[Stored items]
======

//! Nemesis-protocol MPSC queue over segment offsets.
//!
//! Fragment queueing uses the NEMESIS lock-free queue protocol
//! (Buntinas et al., CCGrid'06). Entries are intrusive: every fragment
//! placed on a queue must begin with a [`FragHeader`]. Links are byte
//! offsets from the segment base, never pointers, so producers mapped at
//! different addresses agree on the chain. Offset 0 is the null link,
//! which is why segment layouts never place a fragment at offset 0.
//!
//! The consumer owns a `shadow_head` so the common dequeue path does not
//! touch the cache line producers are contending on.

use std::cell::UnsafeCell;
use std::sync::atomic::{AtomicU32, AtomicU64, Ordering};

use crate::common::CachePadded;

/// The null offset. No fragment may live at segment offset 0.
pub const NULL_OFF: u64 = 0;

/// Spins the consumer tolerates before entering the blocking slow path.
const FRUSTRATION_LIMIT: u32 = 1000;

/// Intrusive link header; the first bytes of every queued fragment.
#[repr(C, align(8))]
pub struct FragHeader {
    next: AtomicU64,
}

impl FragHeader {
    /// # Safety
    /// `off` must be a valid fragment offset within the segment at `base`.
    #[inline]
    unsafe fn at<'a>(base: *mut u8, off: u64) -> &'a FragHeader {
        unsafe { &*(base.add(off as usize) as *const FragHeader) }
    }

    /// Reset the link before first use.
    #[inline]
    pub fn reset(&self) {
        self.next.store(NULL_OFF, Ordering::Relaxed);
    }
}

/// Head and tail links, shared with producers.
#[repr(C)]
struct ProducerSide {
    head: AtomicU64,
    tail: AtomicU64,
}

/// Multi-producer single-consumer offset queue.
///
/// Head and tail live on one cache line (producers touch both), the
/// consumer-private shadow head on the next.
#[repr(C)]
pub struct NemesisQueue {
    shared: CachePadded<ProducerSide>,
    shadow_head: CachePadded<AtomicU64>,
}

impl NemesisQueue {
    /// Initialise a queue in place (e.g. freshly mapped segment memory).
    pub fn init(&self) {
        self.shared.head.store(NULL_OFF, Ordering::Relaxed);
        self.shared.tail.store(NULL_OFF, Ordering::Relaxed);
        self.shadow_head.store(NULL_OFF, Ordering::Release);
    }

    /// True when no entry is visible to the consumer.
    #[inline]
    pub fn is_empty(&self) -> bool {
        self.shadow_head.load(Ordering::Relaxed) == NULL_OFF
            && self.shared.head.load(Ordering::Acquire) == NULL_OFF
    }

    /// Append the fragment at `off` to the queue.
    ///
    /// Safe to call from any number of producers concurrently.
    ///
    /// # Safety
    /// `off` must point at a [`FragHeader`]-prefixed fragment inside the
    /// segment at `base`, and that fragment must not already be queued.
    pub unsafe fn enqueue(&self, base: *mut u8, off: u64) {
        debug_assert_ne!(off, NULL_OFF);
        let entry = unsafe { FragHeader::at(base, off) };
        debug_assert_eq!(entry.next.load(Ordering::Relaxed), NULL_OFF);

        let prev = self.shared.tail.swap(off, Ordering::AcqRel);
        if prev == NULL_OFF {
            self.shared.head.store(off, Ordering::Release);
        } else {
            unsafe { FragHeader::at(base, prev) }
                .next
                .store(off, Ordering::Release);
        }
    }

    /// Remove and return the oldest fragment offset, or `None` if empty.
    ///
    /// # Safety
    /// Must only be called by the single consumer, with the `base` the
    /// queue's fragments live in.
    pub unsafe fn dequeue(&self, base: *mut u8) -> Option<u64> {
        let mut sh = self.shadow_head.load(Ordering::Relaxed);
        if sh == NULL_OFF {
            let h = self.shared.head.load(Ordering::Acquire);
            if h == NULL_OFF {
                return None;
            }
            self.shared.head.store(NULL_OFF, Ordering::Relaxed);
            sh = h;
        }

        let entry = unsafe { FragHeader::at(base, sh) };
        let next = entry.next.load(Ordering::Acquire);
        if next != NULL_OFF {
            self.shadow_head.store(next, Ordering::Relaxed);
        } else {
            self.shadow_head.store(NULL_OFF, Ordering::Relaxed);
            if self
                .shared
                .tail
                .compare_exchange(sh, NULL_OFF, Ordering::AcqRel, Ordering::Acquire)
                .is_err()
            {
                // A producer swapped the tail but has not linked us yet;
                // its store to `next` is imminent.
                let mut n = entry.next.load(Ordering::Acquire);
                while n == NULL_OFF {
                    std::hint::spin_loop();
                    n = entry.next.load(Ordering::Acquire);
                }
                self.shadow_head.store(n, Ordering::Relaxed);
            }
        }

        entry.next.store(NULL_OFF, Ordering::Relaxed);
        Some(sh)
    }
}

/// Blocking flavour of [`NemesisQueue`].
///
/// A frustration counter plus a process-shared condition variable let
/// the consumer sleep once polling stops paying off; producers only pay
/// for the wakeup when a consumer has registered frustration.
#[repr(C)]
pub struct BlockingQueue {
    q: NemesisQueue,
    frustration: CachePadded<AtomicU32>,
    mutex: UnsafeCell<libc::pthread_mutex_t>,
    cond: UnsafeCell<libc::pthread_cond_t>,
}

unsafe impl Send for BlockingQueue {}
unsafe impl Sync for BlockingQueue {}

impl BlockingQueue {
    /// Initialise in place. The mutex and condvar are created
    /// process-shared so producers in other processes can signal.
    ///
    /// # Safety
    /// Must be called exactly once per queue, before any other use.
    pub unsafe fn init(&self) {
        self.q.init();
        self.frustration.store(0, Ordering::Relaxed);
        unsafe {
            let mut ma: libc::pthread_mutexattr_t = std::mem::zeroed();
            libc::pthread_mutexattr_init(&mut ma);
            libc::pthread_mutexattr_setpshared(&mut ma, libc::PTHREAD_PROCESS_SHARED);
            libc::pthread_mutex_init(self.mutex.get(), &ma);
            libc::pthread_mutexattr_destroy(&mut ma);

            let mut ca: libc::pthread_condattr_t = std::mem::zeroed();
            libc::pthread_condattr_init(&mut ca);
            libc::pthread_condattr_setpshared(&mut ca, libc::PTHREAD_PROCESS_SHARED);
            libc::pthread_cond_init(self.cond.get(), &ca);
            libc::pthread_condattr_destroy(&mut ca);
        }
    }

    #[inline]
    pub fn is_empty(&self) -> bool {
        self.q.is_empty()
    }

    /// Enqueue and wake the consumer if it registered frustration.
    ///
    /// # Safety
    /// Same contract as [`NemesisQueue::enqueue`].
    pub unsafe fn enqueue(&self, base: *mut u8, off: u64) {
        unsafe { self.q.enqueue(base, off) };
        if self.frustration.load(Ordering::Acquire) > 0 {
            unsafe {
                libc::pthread_mutex_lock(self.mutex.get());
                if self.frustration.load(Ordering::Relaxed) > 0 {
                    self.frustration.store(0, Ordering::Relaxed);
                    libc::pthread_cond_signal(self.cond.get());
                }
                libc::pthread_mutex_unlock(self.mutex.get());
            }
        }
    }

    /// Non-blocking dequeue.
    ///
    /// # Safety
    /// Same contract as [`NemesisQueue::dequeue`].
    pub unsafe fn dequeue(&self, base: *mut u8) -> Option<u64> {
        unsafe { self.q.dequeue(base) }
    }

    /// Dequeue, sleeping on the condvar once `FRUSTRATION_LIMIT` polls
    /// come up empty. With `hard_polling` the slow path is replaced by a
    /// pause instruction and the queue never sleeps.
    ///
    /// # Safety
    /// Same contract as [`NemesisQueue::dequeue`].
    pub unsafe fn dequeue_blocking(&self, base: *mut u8, hard_polling: bool) -> u64 {
        loop {
            if let Some(off) = unsafe { self.q.dequeue(base) } {
                return off;
            }
            while self.q.is_empty() {
                if hard_polling {
                    std::hint::spin_loop();
                } else if self.frustration.fetch_add(1, Ordering::AcqRel) + 1 > FRUSTRATION_LIMIT {
                    unsafe {
                        libc::pthread_mutex_lock(self.mutex.get());
                        if self.frustration.load(Ordering::Relaxed) > FRUSTRATION_LIMIT {
                            libc::pthread_cond_wait(self.cond.get(), self.mutex.get());
                        }
                        libc::pthread_mutex_unlock(self.mutex.get());
                    }
                }
            }
        }
    }

    /// Wake a consumer parked in [`Self::dequeue_blocking`] (shutdown).
    pub fn wake(&self) {
        unsafe {
            libc::pthread_mutex_lock(self.mutex.get());
            self.frustration.store(0, Ordering::Relaxed);
            libc::pthread_cond_broadcast(self.cond.get());
            libc::pthread_mutex_unlock(self.mutex.get());
        }
    }
}

#[cfg(test)]
mod tests {
    use super::*;
    use crate::shm::SharedSegment;
    use std::sync::atomic::AtomicU64;
    use std::sync::Arc;

    // Fragment layout used by the tests: FragHeader followed by a value.
    const FRAG_SIZE: usize = 64;
    const FRAG_BASE: u64 = 64; // leave offset 0 unused

    unsafe fn frag_off(i: u64) -> u64 {
        FRAG_BASE + i * FRAG_SIZE as u64
    }

    unsafe fn write_val(base: *mut u8, off: u64, v: u64) {
        let p = base.add(off as usize + 8) as *mut u64;
        std::ptr::write_volatile(p, v);
    }

    unsafe fn read_val(base: *mut u8, off: u64) -> u64 {
        let p = base.add(off as usize + 8) as *const u64;
        std::ptr::read_volatile(p)
    }

    fn queue_at(seg: &SharedSegment, off: usize) -> &NemesisQueue {
        unsafe { &*(seg.as_ptr().add(off) as *const NemesisQueue) }
    }

    #[test]
    fn fifo_single_thread() {
        let seg = SharedSegment::anon(64 * 1024).unwrap();
        let base = seg.as_ptr();
        let q = queue_at(&seg, 4096);
        q.init();

        unsafe {
            assert!(q.dequeue(base).is_none());
            for i in 0..16u64 {
                let off = frag_off(i);
                write_val(base, off, i * 10);
                q.enqueue(base, off);
            }
            for i in 0..16u64 {
                let off = q.dequeue(base).unwrap();
                assert_eq!(read_val(base, off), i * 10);
            }
            assert!(q.dequeue(base).is_none());
            assert!(q.is_empty());
        }
    }

    #[test]
    fn reuse_after_dequeue() {
        let seg = SharedSegment::anon(16 * 1024).unwrap();
        let base = seg.as_ptr();
        let q = queue_at(&seg, 4096);
        q.init();

        unsafe {
            for round in 0..100u64 {
                let off = frag_off(round % 4);
                write_val(base, off, round);
                q.enqueue(base, off);
                assert_eq!(q.dequeue(base), Some(off));
            }
        }
    }

    #[test]
    fn mpsc_two_producers() {
        let seg = Arc::new(SharedSegment::anon(1 << 20).unwrap());
        let q = queue_at(&seg, 4096);
        q.init();

        const PER_PRODUCER: u64 = 2000;
        let mut handles = Vec::new();
        for p in 0..2u64 {
            let seg = seg.clone();
            handles.push(std::thread::spawn(move || {
                let base = seg.as_ptr();
                let q = queue_at(&seg, 4096);
                for i in 0..PER_PRODUCER {
                    let idx = p * PER_PRODUCER + i;
                    let off = unsafe { frag_off(idx) };
                    unsafe {
                        write_val(base, off, p << 32 | i);
                        q.enqueue(base, off);
                    }
                }
            }));
        }

        let base = seg.as_ptr();
        let mut last = [u64::MAX, u64::MAX];
        let mut seen = 0u64;
        while seen < 2 * PER_PRODUCER {
            if let Some(off) = unsafe { q.dequeue(base) } {
                let v = unsafe { read_val(base, off) };
                let p = (v >> 32) as usize;
                let i = v & 0xffff_ffff;
                // Per-producer FIFO must hold.
                assert_eq!(i, last[p].wrapping_add(1));
                last[p] = i;
                seen += 1;
            }
        }
        for h in handles {
            h.join().unwrap();
        }
    }

    #[test]
    fn blocking_wakes_consumer() {
        let seg = Arc::new(SharedSegment::anon(1 << 16).unwrap());
        let q: &BlockingQueue = unsafe { &*(seg.as_ptr().add(4096) as *const BlockingQueue) };
        unsafe { q.init() };

        let got = Arc::new(AtomicU64::new(0));
        let consumer = {
            let seg = seg.clone();
            let got = got.clone();
            std::thread::spawn(move || {
                let q: &BlockingQueue =
                    unsafe { &*(seg.as_ptr().add(4096) as *const BlockingQueue) };
                let off = unsafe { q.dequeue_blocking(seg.as_ptr(), false) };
                got.store(off, Ordering::SeqCst);
            })
        };

        // Give the consumer time to reach the frustrated slow path.
        std::thread::sleep(std::time::Duration::from_millis(50));
        let off = unsafe { frag_off(3) };
        unsafe { q.enqueue(seg.as_ptr(), off) };

        consumer.join().unwrap();
        assert_eq!(got.load(Ordering::SeqCst), off);
    }
}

======

■ **YOUR ASSIGNMENT**: Would you please work out how many lines of the data hold "protocol"? Reply with the number alone.

■ **ANSWER SECTION**: 2